Title: Gated Grief: The Daughter of a GI Concentration Camp Liberator Discovers a Legacy of Trauma
Author: Leila Levinson
Synopsis (Courtesy of Powell’s Books): “Leila Levinson’s experience as the daughter of a WWII veteran speaks to a more universal experience–the trauma of war as it wreaks havoc over generations. It is a touching story of search, revelation, and recovery.”
Thoughts: I love German history; it was one of the reasons it was my major in college. The country has had such a unique perspective on its place in the world, to put it mildly, that I have always been intrigued by the thought process behind their actions. I decided a long time ago that if I were to ever have obtained my PhD as an educator, I would have studied WWII and the impact of the concentration camps on the local populations. So, when Tolly at PR By the Book approached me about reading Gated Grief, I jumped at the chance.
Ms. Levinson’s takes the reader on her very personal struggle to understand the trauma experienced by the liberators of the camps. Her desire to get to the bottom of their experiences and how they related to their interactions with family and friends is heartfelt. As the daughter of a liberator, much of her insight is through her own childhood with a father who never discussed what he saw. These personal observations guide her through interactions with other liberators, granting her empathy as each veteran delves into memories that still moves him or her to tears or rendered him speechless in fear.
The novel is divided into chapters, focusing on one particular veteran’s memories, complete with photographs taken either by the veteran or by others at the camp being discussed. Each veteran has his or her own experiences but even sixty years later, the fear and horror each person felt is palpable. Some shut down; others break down into tears. The reader knows without a doubt that while sharing his or her experiences, each veteran is experiencing the visions, smells and sounds of the camps all over again.
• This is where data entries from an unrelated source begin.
//! In-memory task storage
//!
//! Keeps the whole table behind a `RwLock`. Serves as the test double for
//! the store contract and for ephemeral deployments.

use std::collections::HashMap;

use async_trait::async_trait;
use chrono::Utc;
use tokio::sync::RwLock;

use super::model::{NewTask, Task, TaskId};
use super::query::{TaskFilter, TaskOrder};
use super::repository::TaskStore;
use crate::{Error, Result};

struct TableState {
    rows: HashMap<TaskId, Task>,
    next_id: TaskId,
}

pub struct InMemoryTaskStore {
    state: RwLock<TableState>,
}

impl InMemoryTaskStore {
    pub fn new() -> Self {
        Self {
            state: RwLock::new(TableState {
                rows: HashMap::new(),
                next_id: 1,
            }),
        }
    }
}

impl Default for InMemoryTaskStore {
    fn default() -> Self {
        Self::new()
    }
}

#[async_trait]
impl TaskStore for InMemoryTaskStore {
    async fn insert(&self, new: NewTask) -> Result<Task> {
        let mut state = self.state.write().await;
        let id = state.next_id;
        state.next_id += 1;
        let task = Task {
            id,
            title: new.title,
            description: new.description,
            is_done: false,
            priority: new.priority,
            owner_id: new.owner_id,
            created_at: Utc::now(),
            deleted_at: None,
        };
        state.rows.insert(id, task.clone());
        Ok(task)
    }

    async fn get(&self, id: TaskId, include_deleted: bool) -> Result<Option<Task>> {
        let state = self.state.read().await;
        Ok(state
            .rows
            .get(&id)
            .filter(|task| include_deleted || !task.is_deleted())
            .cloned())
    }

    async fn query_page(
        &self,
        filter: &TaskFilter,
        order: TaskOrder,
        skip: usize,
        take: usize,
    ) -> Result<(Vec<Task>, usize)> {
        let state = self.state.read().await;
        let mut matches: Vec<Task> = state
            .rows
            .values()
            .filter(|task| filter.matches(task))
            .cloned()
            .collect();
        matches.sort_by(|a, b| order.compare(a, b));
        let total = matches.len();
        let page = matches.into_iter().skip(skip).take(take).collect();
        Ok((page, total))
    }

    async fn save(&self, task: Task) -> Result<Task> {
        let mut state = self.state.write().await;
        if !state.rows.contains_key(&task.id) {
            return Err(Error::TaskNotFound(task.id.to_string()));
        }
        state.rows.insert(task.id, task.clone());
        Ok(task)
    }

    async fn soft_delete(&self, id: TaskId) -> Result<Task> {
        let mut state = self.state.write().await;
        let task = state
            .rows
            .get_mut(&id)
            .ok_or_else(|| Error::TaskNotFound(id.to_string()))?;
        if task.deleted_at.is_none() {
            task.deleted_at = Some(Utc::now());
        }
        Ok(task.clone())
    }

    async fn restore(&self, id: TaskId) -> Result<Task> {
        let mut state = self.state.write().await;
        let task = state
            .rows
            .get_mut(&id)
            .ok_or_else(|| Error::TaskNotFound(id.to_string()))?;
        task.deleted_at = None;
        Ok(task.clone())
    }

    async fn hard_delete(&self, id: TaskId) -> Result<()> {
        let mut state = self.state.write().await;
        state
            .rows
            .remove(&id)
            .ok_or_else(|| Error::TaskNotFound(id.to_string()))?;
        Ok(())
    }
}

#[cfg(test)]
mod tests {
    use super::*;
    use crate::task::query::{SortField, SortOrder};

    #[tokio::test]
    async fn test_insert_assigns_monotonic_ids() {
        let store = InMemoryTaskStore::new();

        let first = store.insert(NewTask::new("First", 1)).await.unwrap();
        let second = store.insert(NewTask::new("Second", 1)).await.unwrap();

        assert_eq!(first.id, 1);
        assert_eq!(second.id, 2);
        assert!(!first.is_done);
        assert!(first.deleted_at.is_none());
    }

    #[tokio::test]
    async fn test_get_respects_soft_delete_visibility() {
        let store = InMemoryTaskStore::new();
        let task = store.insert(NewTask::new("Hidden", 1)).await.unwrap();
        store.soft_delete(task.id).await.unwrap();

        assert!(store.get(task.id, false).await.unwrap().is_none());
        let found = store.get(task.id, true).await.unwrap().unwrap();
        assert!(found.deleted_at.is_some());
    }

    #[tokio::test]
    async fn test_soft_delete_is_noop_when_already_deleted() {
        let store = InMemoryTaskStore::new();
        let task = store.insert(NewTask::new("Once", 1)).await.unwrap();

        let first = store.soft_delete(task.id).await.unwrap();
        let marker = first.deleted_at;
        let second = store.soft_delete(task.id).await.unwrap();

        assert_eq!(second.deleted_at, marker);
    }

    #[tokio::test]
    async fn test_restore_clears_marker() {
        let store = InMemoryTaskStore::new();
        let task = store.insert(NewTask::new("Back", 1)).await.unwrap();
        store.soft_delete(task.id).await.unwrap();

        let restored = store.restore(task.id).await.unwrap();
        assert!(restored.deleted_at.is_none());
        assert!(store.get(task.id, false).await.unwrap().is_some());
    }

    #[tokio::test]
    async fn test_hard_delete_removes_row() {
        let store = InMemoryTaskStore::new();
        let task = store.insert(NewTask::new("Gone", 1)).await.unwrap();

        store.hard_delete(task.id).await.unwrap();
        assert!(store.get(task.id, true).await.unwrap().is_none());

        let again = store.hard_delete(task.id).await;
        assert!(matches!(again, Err(Error::TaskNotFound(_))));
    }

    #[tokio::test]
    async fn test_save_unknown_task_fails() {
        let store = InMemoryTaskStore::new();
        let mut task = store.insert(NewTask::new("Known", 1)).await.unwrap();
        store.hard_delete(task.id).await.unwrap();

        task.title = "Too late".to_string();
        let result = store.save(task).await;
        assert!(matches!(result, Err(Error::TaskNotFound(_))));
    }

    #[tokio::test]
    async fn test_query_page_windows_and_counts() {
        let store = InMemoryTaskStore::new();
        for i in 0..5 {
            store
                .insert(NewTask::new(format!("Task {}", i), 1))
                .await
                .unwrap();
        }

        let order = TaskOrder {
            by: SortField::Title,
            direction: SortOrder::Asc,
        };
        let (page, total) = store
            .query_page(&TaskFilter::default(), order, 2, 2)
            .await
            .unwrap();

        assert_eq!(total, 5);
        assert_eq!(page.len(), 2);
        assert_eq!(page[0].title, "Task 2");
        assert_eq!(page[1].title, "Task 3");
    }
}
Ms. Levinson’s father once stated to her that we are all the Nazis’ victims. Upon first glace, it is a sentiment that is easy to dismiss. Yet, as the reader shares the grief and guilt experienced by the veterans as they tell their stories, one begins to understand that the trauma of the camps did not stop there. In fact, the horrors discovered by the U.S. soldiers came back with them because what occurred in those camps was something that changed every single person who was witness to them. This change went down to their very psyche and had profound impacts on relationships with their spouses, their children and even their grand- and great-grandchildren.
Ms. Levinson’s travels and discussions with veterans lead her to some very interesting conclusions about the legacy of trauma. While her focus is on liberators of the concentration camps, her conclusions can be extrapolated to anyone who experiences senseless killings, including soldiers in today’s conflicts. Her insight into this idea of trauma completely changing a person, with the idea that the soldier comes back as half a person, is profound and forced me to consider my own relationship with my grandfather.
Be warned – Gated Grief is not for the faint of heart. There are images that were completely new to me and that left me profoundly affected. One photo in particular will haunt me forever. I had nightmares if I read the book too close to bedtime and often had to put down the book to get away from the feelings of profound despair and guilt I felt while reading it. Still, either in spite of or because of all that, I absolute loved Gated Grief for the fresh look it gave me on the camps and the U.S.’s handling of them and for what the soldiers experienced. It reminded me anew of the absolute horror that occurred across eastern Europe during World War II and how those horrors have completely changed society for better or for worse. If ever one needs a reminder to be vigilant and never forget what happened, Gated Grief is that reminder.
Thank you to Tolly Moseley at PR By the Book for my review copy!
There is a definite argument that not knowing what was going on and not being able to do anything until it was too late was definitely an issue for the liberators. Also, a common theme was the idea that these were already men, and one woman, who had been hardened by war. They had seen their friends blown apart, done things to fellow humans that they never would have ever dreamed of doing when they were younger. NOTHING compared to what they saw when each soldier stepped inside the gates of a concentration camp, and they were never able to recover from those sites. The guilt they must have lived with…
This was a simply phenomenal book. Unfortunately, as the author found, so many vets do not want to discuss what they saw. I know my grandfathers never did. It is a shame because so much history is lost because they either cannot or do not want to share their experiences. At least the author was able to get a few vets to open up and share. Their stories are amazing.